▶ What the task requires: Each line below that includes "IndexEntries" counts once; report the total and nothing more.

▶ Records for the exercise:
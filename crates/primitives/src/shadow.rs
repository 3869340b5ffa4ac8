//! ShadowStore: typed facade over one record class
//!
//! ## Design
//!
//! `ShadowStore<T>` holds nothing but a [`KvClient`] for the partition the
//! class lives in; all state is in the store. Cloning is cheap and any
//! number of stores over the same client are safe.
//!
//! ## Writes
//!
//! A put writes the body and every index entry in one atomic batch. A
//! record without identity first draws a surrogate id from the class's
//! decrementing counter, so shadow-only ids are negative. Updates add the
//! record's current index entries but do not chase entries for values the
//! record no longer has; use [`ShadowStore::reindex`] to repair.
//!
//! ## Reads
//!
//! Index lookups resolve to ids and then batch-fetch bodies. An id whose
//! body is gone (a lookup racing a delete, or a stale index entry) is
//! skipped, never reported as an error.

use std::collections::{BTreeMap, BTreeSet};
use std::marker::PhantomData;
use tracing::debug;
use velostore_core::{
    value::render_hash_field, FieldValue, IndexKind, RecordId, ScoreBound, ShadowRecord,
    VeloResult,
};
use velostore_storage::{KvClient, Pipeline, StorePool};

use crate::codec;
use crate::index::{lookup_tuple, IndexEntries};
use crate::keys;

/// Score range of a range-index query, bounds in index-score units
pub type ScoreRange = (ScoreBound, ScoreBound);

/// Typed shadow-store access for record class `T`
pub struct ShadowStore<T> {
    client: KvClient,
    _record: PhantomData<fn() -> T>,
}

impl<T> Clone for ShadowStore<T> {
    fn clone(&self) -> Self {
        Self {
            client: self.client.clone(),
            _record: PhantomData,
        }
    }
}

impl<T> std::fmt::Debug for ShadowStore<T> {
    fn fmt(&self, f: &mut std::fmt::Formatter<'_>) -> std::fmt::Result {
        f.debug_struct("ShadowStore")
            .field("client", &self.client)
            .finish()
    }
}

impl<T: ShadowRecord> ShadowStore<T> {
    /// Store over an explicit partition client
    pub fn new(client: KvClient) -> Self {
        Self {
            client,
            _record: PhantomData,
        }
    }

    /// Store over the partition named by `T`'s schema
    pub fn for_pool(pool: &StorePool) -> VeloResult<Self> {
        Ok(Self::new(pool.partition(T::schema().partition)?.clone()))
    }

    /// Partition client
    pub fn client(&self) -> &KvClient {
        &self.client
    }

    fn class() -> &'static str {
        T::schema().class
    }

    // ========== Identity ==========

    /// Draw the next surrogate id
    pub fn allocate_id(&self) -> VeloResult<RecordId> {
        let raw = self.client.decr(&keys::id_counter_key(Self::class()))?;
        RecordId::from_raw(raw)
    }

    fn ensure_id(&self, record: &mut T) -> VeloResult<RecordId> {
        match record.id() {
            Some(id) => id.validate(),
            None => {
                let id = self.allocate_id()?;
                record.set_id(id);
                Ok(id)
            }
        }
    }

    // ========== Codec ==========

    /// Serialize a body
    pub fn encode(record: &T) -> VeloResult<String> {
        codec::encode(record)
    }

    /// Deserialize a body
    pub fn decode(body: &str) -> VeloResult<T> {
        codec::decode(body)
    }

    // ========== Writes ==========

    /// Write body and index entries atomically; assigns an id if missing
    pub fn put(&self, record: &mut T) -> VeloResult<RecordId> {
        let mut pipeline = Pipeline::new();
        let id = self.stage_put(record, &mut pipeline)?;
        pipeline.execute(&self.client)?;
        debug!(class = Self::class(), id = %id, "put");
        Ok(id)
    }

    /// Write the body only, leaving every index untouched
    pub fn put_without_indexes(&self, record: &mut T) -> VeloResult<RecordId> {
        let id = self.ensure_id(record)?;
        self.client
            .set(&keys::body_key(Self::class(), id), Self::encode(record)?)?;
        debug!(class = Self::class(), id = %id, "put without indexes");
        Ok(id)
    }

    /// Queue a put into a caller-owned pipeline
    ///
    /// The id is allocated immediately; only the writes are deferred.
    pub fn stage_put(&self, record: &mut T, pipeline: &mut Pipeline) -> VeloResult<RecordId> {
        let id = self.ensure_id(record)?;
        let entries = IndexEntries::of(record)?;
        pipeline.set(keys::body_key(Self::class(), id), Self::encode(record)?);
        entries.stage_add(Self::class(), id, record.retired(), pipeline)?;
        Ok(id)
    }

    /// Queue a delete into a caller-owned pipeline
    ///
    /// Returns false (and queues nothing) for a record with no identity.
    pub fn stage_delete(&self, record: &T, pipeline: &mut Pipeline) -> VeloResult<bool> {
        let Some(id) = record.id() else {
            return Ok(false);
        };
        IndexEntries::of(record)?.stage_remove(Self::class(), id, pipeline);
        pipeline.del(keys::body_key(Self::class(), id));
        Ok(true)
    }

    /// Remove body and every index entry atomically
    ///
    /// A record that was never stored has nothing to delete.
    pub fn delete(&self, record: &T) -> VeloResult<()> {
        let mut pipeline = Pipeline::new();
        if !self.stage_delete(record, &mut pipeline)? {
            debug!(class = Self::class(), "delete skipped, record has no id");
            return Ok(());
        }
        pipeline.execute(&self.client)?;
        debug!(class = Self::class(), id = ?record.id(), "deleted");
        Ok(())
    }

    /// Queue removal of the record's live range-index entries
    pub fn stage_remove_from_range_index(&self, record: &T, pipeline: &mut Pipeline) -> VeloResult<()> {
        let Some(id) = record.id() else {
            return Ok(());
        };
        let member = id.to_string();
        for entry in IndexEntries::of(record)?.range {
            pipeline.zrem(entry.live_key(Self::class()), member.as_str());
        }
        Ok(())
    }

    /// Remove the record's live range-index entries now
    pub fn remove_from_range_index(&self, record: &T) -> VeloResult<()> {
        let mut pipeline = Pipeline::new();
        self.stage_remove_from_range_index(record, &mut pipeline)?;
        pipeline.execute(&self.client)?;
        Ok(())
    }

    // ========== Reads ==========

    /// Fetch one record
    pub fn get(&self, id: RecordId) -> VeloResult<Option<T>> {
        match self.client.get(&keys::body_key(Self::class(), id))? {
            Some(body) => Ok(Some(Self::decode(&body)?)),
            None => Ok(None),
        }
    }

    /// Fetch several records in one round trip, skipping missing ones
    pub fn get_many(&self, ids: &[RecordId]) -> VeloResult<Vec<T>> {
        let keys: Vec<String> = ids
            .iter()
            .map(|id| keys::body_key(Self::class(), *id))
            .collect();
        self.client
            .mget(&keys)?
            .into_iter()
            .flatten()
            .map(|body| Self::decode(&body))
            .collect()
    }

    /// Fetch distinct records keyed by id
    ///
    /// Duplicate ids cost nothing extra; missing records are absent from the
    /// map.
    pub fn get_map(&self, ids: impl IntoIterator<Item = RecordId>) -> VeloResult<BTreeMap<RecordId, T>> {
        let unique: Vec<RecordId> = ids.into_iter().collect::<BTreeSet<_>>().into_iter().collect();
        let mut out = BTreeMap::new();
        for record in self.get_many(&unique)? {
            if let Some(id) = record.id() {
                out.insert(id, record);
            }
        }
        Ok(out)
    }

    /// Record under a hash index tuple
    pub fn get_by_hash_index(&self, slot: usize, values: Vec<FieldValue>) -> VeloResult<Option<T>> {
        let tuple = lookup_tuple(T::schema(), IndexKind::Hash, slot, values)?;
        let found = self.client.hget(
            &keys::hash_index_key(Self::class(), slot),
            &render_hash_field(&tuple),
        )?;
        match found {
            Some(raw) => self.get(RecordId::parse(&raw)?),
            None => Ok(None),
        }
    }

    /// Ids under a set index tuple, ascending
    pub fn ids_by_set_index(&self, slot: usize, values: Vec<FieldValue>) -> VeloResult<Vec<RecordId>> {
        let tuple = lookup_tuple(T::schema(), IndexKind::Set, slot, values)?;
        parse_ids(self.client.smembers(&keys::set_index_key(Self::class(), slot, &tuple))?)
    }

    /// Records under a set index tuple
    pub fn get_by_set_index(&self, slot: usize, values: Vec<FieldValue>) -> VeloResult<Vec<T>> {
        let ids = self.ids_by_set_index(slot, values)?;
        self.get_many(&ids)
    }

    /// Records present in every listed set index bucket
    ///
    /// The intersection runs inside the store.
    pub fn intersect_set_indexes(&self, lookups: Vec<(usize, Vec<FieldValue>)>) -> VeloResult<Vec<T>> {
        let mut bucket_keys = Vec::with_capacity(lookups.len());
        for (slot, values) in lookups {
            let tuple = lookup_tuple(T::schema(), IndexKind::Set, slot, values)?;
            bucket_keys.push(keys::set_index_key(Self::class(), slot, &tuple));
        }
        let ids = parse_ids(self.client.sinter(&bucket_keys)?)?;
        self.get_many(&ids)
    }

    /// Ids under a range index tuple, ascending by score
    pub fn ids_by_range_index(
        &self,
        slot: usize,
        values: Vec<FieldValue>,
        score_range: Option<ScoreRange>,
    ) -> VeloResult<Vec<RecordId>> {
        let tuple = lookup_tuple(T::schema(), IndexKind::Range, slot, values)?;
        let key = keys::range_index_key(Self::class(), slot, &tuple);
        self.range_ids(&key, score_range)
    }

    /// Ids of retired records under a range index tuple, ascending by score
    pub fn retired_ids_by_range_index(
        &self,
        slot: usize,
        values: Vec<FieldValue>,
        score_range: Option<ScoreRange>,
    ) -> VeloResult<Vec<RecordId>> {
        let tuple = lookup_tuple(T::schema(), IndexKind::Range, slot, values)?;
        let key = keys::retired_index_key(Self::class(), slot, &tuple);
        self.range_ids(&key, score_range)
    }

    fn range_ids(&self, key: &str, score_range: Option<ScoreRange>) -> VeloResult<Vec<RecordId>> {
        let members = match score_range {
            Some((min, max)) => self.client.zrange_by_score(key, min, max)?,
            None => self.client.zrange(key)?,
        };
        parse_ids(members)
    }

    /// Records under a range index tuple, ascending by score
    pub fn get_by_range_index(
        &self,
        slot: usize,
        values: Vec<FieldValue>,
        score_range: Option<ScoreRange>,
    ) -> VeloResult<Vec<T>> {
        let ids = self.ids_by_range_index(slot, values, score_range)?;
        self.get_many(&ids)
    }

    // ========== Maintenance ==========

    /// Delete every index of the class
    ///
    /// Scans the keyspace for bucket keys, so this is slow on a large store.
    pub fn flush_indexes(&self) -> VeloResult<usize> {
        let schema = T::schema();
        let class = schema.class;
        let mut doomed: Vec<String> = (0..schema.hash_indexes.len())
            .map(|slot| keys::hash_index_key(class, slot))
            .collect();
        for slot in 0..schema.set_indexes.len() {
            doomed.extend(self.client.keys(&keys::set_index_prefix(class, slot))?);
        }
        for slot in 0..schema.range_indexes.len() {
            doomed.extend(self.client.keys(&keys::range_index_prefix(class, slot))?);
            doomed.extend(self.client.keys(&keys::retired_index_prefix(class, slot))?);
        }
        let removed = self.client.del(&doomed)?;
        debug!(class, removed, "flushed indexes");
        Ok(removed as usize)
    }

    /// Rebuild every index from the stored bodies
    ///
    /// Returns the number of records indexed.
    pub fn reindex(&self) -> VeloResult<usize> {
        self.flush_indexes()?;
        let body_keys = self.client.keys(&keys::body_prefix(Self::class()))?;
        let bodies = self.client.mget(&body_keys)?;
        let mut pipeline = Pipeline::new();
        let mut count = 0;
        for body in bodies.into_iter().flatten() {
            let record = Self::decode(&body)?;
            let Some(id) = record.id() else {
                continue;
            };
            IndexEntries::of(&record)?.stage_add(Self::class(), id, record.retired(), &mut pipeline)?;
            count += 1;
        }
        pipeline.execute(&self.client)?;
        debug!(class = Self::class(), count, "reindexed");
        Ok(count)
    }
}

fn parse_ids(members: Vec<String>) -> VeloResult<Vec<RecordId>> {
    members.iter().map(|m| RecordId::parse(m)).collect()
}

▶ Result for this exercise: 5